10 de enero de 2019
10.01.2019

Marcelino debe ser respaldado

Mateu Alemany tiene el deber de sustentar al entrenador hasta las últimas consecuencias - Los dos se han equivocado mucho, cegados por el éxito, pero son gente de fútbol capaz de reconducir la crisis - Urge la llegada de un goleador

10.01.2019 | 04:15
Marcelino debe ser respaldado

«Hace falta traer jugadores de arriba, la paciencia se agotó». La respuesta casi se le escapó a Marcelino, al final de la rueda de prensa, consciente de que era políticamente incorrecta: sentenciaba a un jugador como Batshuayi sin saber si va a poder deshacerse de él y, de paso, presionaba al club para que fiche en el mercado de invierno. Las palabras del técnico, en la previa del partido ante el Alavés, quedaban, pues, como una pantomima, puro teatro: «Mis cuatro delanteros me gustan más que Chicharito».

Desde la posición de mayor debilidad desde su llegada al club, en verano de 2017, Marcelino asume, por una parte, el fracaso de su política de fichajes en verano pasado; y, por otra, exige a la entidad un remedio porque es una cuestión de supervivencia: matar o morir (de los 56 goles a estas alturas de la campaña 2017-18 ha pasado en esta a 26).

Marcelino ha cometido innumerables errores para que el equipo sea 12º en la Liga, a la espera de la Liga Europa contra el Celtic y con un incómodo 2-1 en de la ida de los octavos de final de la Copa frente al Sporting. Pero sigue siendo el mismo de quien los aficionados del VCF se sintieron orgullosos hace apenas unos meses: un técnico riguroso, metódico y que ha inculcado una cultura del trabajo en la plantilla inexistente en los últimos años.

Como desde este periódico se ha criticado a menudo la rigidez táctica de Marcelino, la preferencia por jugadores físicos y de poca personalidad, así como su escaso tacto con los jóvenes (Kang In Lee debería haber entrado mucho antes), es el momento de apoyarlo firmemente ante el partido del sábado frente al Valladolid en Mestalla. La hostilidad de la grada sería como echar tierra en los ojos del aficionado.
El club, por su parte, debería asumir pérdidas económicas (Batshuayi exigirá cobrar todo el año de contrato) si de verdad sigue confiando en un proyecto serio con Marcelino. En caso contrario, siempre estará Voro, que ha mejorado hasta en cinco ocasiones anteriores las prestaciones de los equipos en crisis del Valencia.

El director general, Mateu Alemany, venía de más de un lustro alejado del fútbol tras una mala experiencia final en el Mallorca cuando, recomendado por Javier Tebas, aterrizó en Mestalla. Una bicoca para él porque era muy fácil mejorar un club tan desalmado como aquel VCF. Apostó por Marcelino y entre los dos recompusieron una plantilla hecha trizas por dos cursos de falta de rigor.

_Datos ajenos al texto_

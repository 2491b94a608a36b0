//! Session façade (C8): owns the browser engine + context lifecycle, proxy
//! configuration, a logger, and a factory for pages.

use std::future::Future;
use std::pin::Pin;
use std::sync::Arc;

use chromiumoxide::browser::{Browser, BrowserConfig};
use chromiumoxide::handler::viewport::Viewport;
use futures_util::StreamExt;
use interceptor_types::RequestTransformer;

use crate::chromium::{self, TempProfileDir};
use crate::config::{BrowserEngine, SessionConfig};
use crate::error::{SessionError, SessionErrorCode};
use crate::page::Page;
use crate::resolved::{ProxyPolicy, ResolvedSessionConfig};

/// Runs once, immediately after the browser context is created.
pub type StartFn = Arc<dyn Fn(&Session) -> Pin<Box<dyn Future<Output = ()> + Send>> + Send + Sync>;

/// A browser engine + context, lazily started, idempotently torn down.
pub struct Session {
    config: ResolvedSessionConfig,
    start_fn: Option<StartFn>,
    request_modifier: Option<RequestTransformer>,
    browser: Option<Browser>,
    /// The profile directory is only alive while `browser` is `Some`; kept
    /// here so it outlives the browser process and is removed on drop.
    profile: Option<TempProfileDir>,
}

impl Session {
    #[must_use]
    pub fn new(config: SessionConfig, start_fn: Option<StartFn>, request_modifier: Option<RequestTransformer>) -> Result<Self, SessionError> {
        let resolved = ResolvedSessionConfig::from_config(&config)?;
        Ok(Self {
            config: resolved,
            start_fn,
            request_modifier,
            browser: None,
            profile: None,
        })
    }

    #[must_use]
    pub fn config(&self) -> &ResolvedSessionConfig {
        &self.config
    }

    /// Launches the browser and opens a context if `include_browser` is
    /// true and no browser is currently running; idempotent otherwise.
    ///
    /// # Errors
    ///
    /// Fails if the configured engine's executable cannot be found or the
    /// browser process cannot be launched.
    pub async fn new_session(&mut self, include_browser: bool) -> Result<(), SessionError> {
        if !include_browser || self.browser.is_some() {
            return Ok(());
        }

        if !matches!(self.config.engine, BrowserEngine::Chromium | BrowserEngine::ChromiumStealth) {
            return Err(SessionError::new(SessionErrorCode::BrowserUnavailable, "only Chromium engines are currently drivable"));
        }

        let chromium_path = chromium::resolve(&self.config.chromium_path)?;
        let profile = TempProfileDir::new()?;

        let mut args = vec!["--no-first-run".to_string(), "--no-default-browser-check".to_string(), format!("--user-agent={}", self.config.user_agent)];
        if matches!(self.config.engine, BrowserEngine::ChromiumStealth) {
            args.push("--disable-blink-features=AutomationControlled".to_string());
        }
        if let ProxyPolicy::Enabled(proxy) = &self.config.proxy {
            args.push(format!("--proxy-server={}", proxy.to_url_string()));
        }

        let mut builder = BrowserConfig::builder().chrome_executable(chromium_path).user_data_dir(&profile.path).viewport(Viewport {
            width: 1280,
            height: 720,
            device_scale_factor: Some(1.0),
            emulating_mobile: false,
            is_landscape: false,
            has_touch: false,
        });
        builder = if self.config.headless { builder.new_headless_mode() } else { builder };
        let browser_cfg = builder
            .args(args)
            .build()
            .map_err(|e| SessionError::new(SessionErrorCode::BrowserUnavailable, format!("failed to configure browser: {e}")))?;

        let (browser, mut handler) = Browser::launch(browser_cfg)
            .await
            .map_err(|e| SessionError::new(SessionErrorCode::BrowserUnavailable, format!("failed to launch browser: {e}")))?;

        tokio::spawn(async move { while (handler.next().await).is_some() {} });

        self.browser = Some(browser);
        self.profile = Some(profile);

        if let Some(start_fn) = self.start_fn.clone() {
            start_fn(&*self).await;
        }

        Ok(())
    }

    /// Opens a new page in the shared browser context.
    ///
    /// # Errors
    ///
    /// Fails if no browser has been started yet, or the driver refuses to
    /// open a page.
    pub async fn new_page(&self) -> Result<Page, SessionError> {
        let browser = self.browser.as_ref().ok_or_else(|| SessionError::new(SessionErrorCode::PageUnavailable, "session has no running browser"))?;

        let driver_page = browser
            .new_page("about:blank")
            .await
            .map_err(|e| SessionError::new(SessionErrorCode::BrowserCrashed, format!("failed to create page: {e}")))?;

        Ok(Page::new(driver_page, self.request_modifier.clone()))
    }

    /// Tears down the browser if `include_browser` is true; idempotent and
    /// tolerant of a session that was never started.
    pub async fn close(&mut self, include_browser: bool) {
        if !include_browser {
            tracing::info!("close() called without include_browser, nothing to do");
            return;
        }

        let Some(mut browser) = self.browser.take() else {
            tracing::warn!("no browser connection to close");
            return;
        };

        if let Err(err) = browser.close().await {
            tracing::error!(error = %err, "error closing browser connection");
        }
        self.profile = None;
    }
}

Cegado por el éxito, Alemany dio todo el poder deportivo a Marcelino y, lejos de evolucionar, ha penalizado al VCF al no tener contrapeso en los fichajes: un director deportivo de entidad. Los dos se han equivocado mucho, pero son gente de fútbol capaz de reconducir al equipo a poco que llegue un goleador y se recuperen las vigas maestras de los lesionados Guedes y Kondogbia.

Unos dirigentes sin clase

El acto magno del Centenario será el partido de las leyendas del 24 de marzo. Y ahí el VCF ha demostrado una escalofriante falta de sensibilidad al dejar los gastos a cargo de la Asociación de Futbolistas, que compartirá los dispendios con los propios jugadores invitados. Incluso los exfutbolistas que acudan de público pagarán parte de la entrada. Unos dirigentes sin clase.